SOURCE MATERIAL →
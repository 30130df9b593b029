//! Unix implementations of platform helpers.

use super::common_unix::atomic_write_0600;
use anyhow::{Result, bail};
use std::fs::{self, File, OpenOptions};
use std::io;
use std::os::unix::fs::{OpenOptionsExt, PermissionsExt};
use std::path::Path;

/// Create a new regular file for read/write, failing with AlreadyExists if anything
/// (including a symlink) already occupies the name. Mode 0644 before umask.
pub fn create_new_file(path: &Path) -> io::Result<File> {
    OpenOptions::new()
        .read(true)
        .write(true)
        .create_new(true)
        .mode(0o644)
        .custom_flags(libc::O_NOFOLLOW | libc::O_CLOEXEC)
        .open(path)
}

/// Open log file for appending; set 0600 only when creating a new file.
/// An existing file keeps its permissions (e.g. group-readable for log shipping).
pub fn open_log_file_secure_append(path: &Path) -> io::Result<File> {
    if let Some(parent) = path.parent() {
        let _ = fs::create_dir_all(parent);
    }
    let existed = path.exists();
    let f = OpenOptions::new()
        .create(true)
        .append(true)
        .mode(0o600)
        .custom_flags(libc::O_NOFOLLOW)
        .open(path)?;
    if !existed {
        let _ = fs::set_permissions(path, fs::Permissions::from_mode(0o600));
    }
    Ok(f)
}

/// Write a config file that must not exist yet: temp file (0600) + fsync + rename + fsync dir.
pub fn write_config_secure_new_0600(path: &Path, contents: &[u8]) -> Result<()> {
    if fs::symlink_metadata(path).is_ok() {
        bail!("Config file already exists: {}", path.display());
    }
    atomic_write_0600(path, contents)
}

/// POSIX chmod 0700 for directories.
pub fn set_dir_mode_0700(path: &Path) -> io::Result<()> {
    fs::set_permissions(path, fs::Permissions::from_mode(0o700))
}

/// POSIX chmod 0600 for files.
pub fn set_file_mode_0600(path: &Path) -> io::Result<()> {
    fs::set_permissions(path, fs::Permissions::from_mode(0o600))
}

WHAT YOU ARE ASKED TO DO → So that nothing differs from the original, transcribe all of the records above.

YOUR SOLUTION →
repository 30130df9b593b029
//! Unix implementations of platform helpers.

use super::common_unix::atomic_write_0600;
use anyhow::{Result, bail};
use std::fs::{self, File, OpenOptions};
use std::io;
use std::os::unix::fs::{OpenOptionsExt, PermissionsExt};
use std::path::Path;

/// Create a new regular file for read/write, failing with AlreadyExists if anything
/// (including a symlink) already occupies the name. Mode 0644 before umask.
pub fn create_new_file(path: &Path) -> io::Result<File> {
    OpenOptions::new()
        .read(true)
        .write(true)
        .create_new(true)
        .mode(0o644)
        .custom_flags(libc::O_NOFOLLOW | libc::O_CLOEXEC)
        .open(path)
}

/// Open log file for appending; set 0600 only when creating a new file.
/// An existing file keeps its permissions (e.g. group-readable for log shipping).
pub fn open_log_file_secure_append(path: &Path) -> io::Result<File> {
    if let Some(parent) = path.parent() {
        let _ = fs::create_dir_all(parent);
    }
    let existed = path.exists();
    let f = OpenOptions::new()
        .create(true)
        .append(true)
        .mode(0o600)
        .custom_flags(libc::O_NOFOLLOW)
        .open(path)?;
    if !existed {
        let _ = fs::set_permissions(path, fs::Permissions::from_mode(0o600));
    }
    Ok(f)
}

/// Write a config file that must not exist yet: temp file (0600) + fsync + rename + fsync dir.
pub fn write_config_secure_new_0600(path: &Path, contents: &[u8]) -> Result<()> {
    if fs::symlink_metadata(path).is_ok() {
        bail!("Config file already exists: {}", path.display());
    }
    atomic_write_0600(path, contents)
}

/// POSIX chmod 0700 for directories.
pub fn set_dir_mode_0700(path: &Path) -> io::Result<()> {
    fs::set_permissions(path, fs::Permissions::from_mode(0o700))
}

/// POSIX chmod 0600 for files.
pub fn set_file_mode_0600(path: &Path) -> io::Result<()> {
    fs::set_permissions(path, fs::Permissions::from_mode(0o600))
}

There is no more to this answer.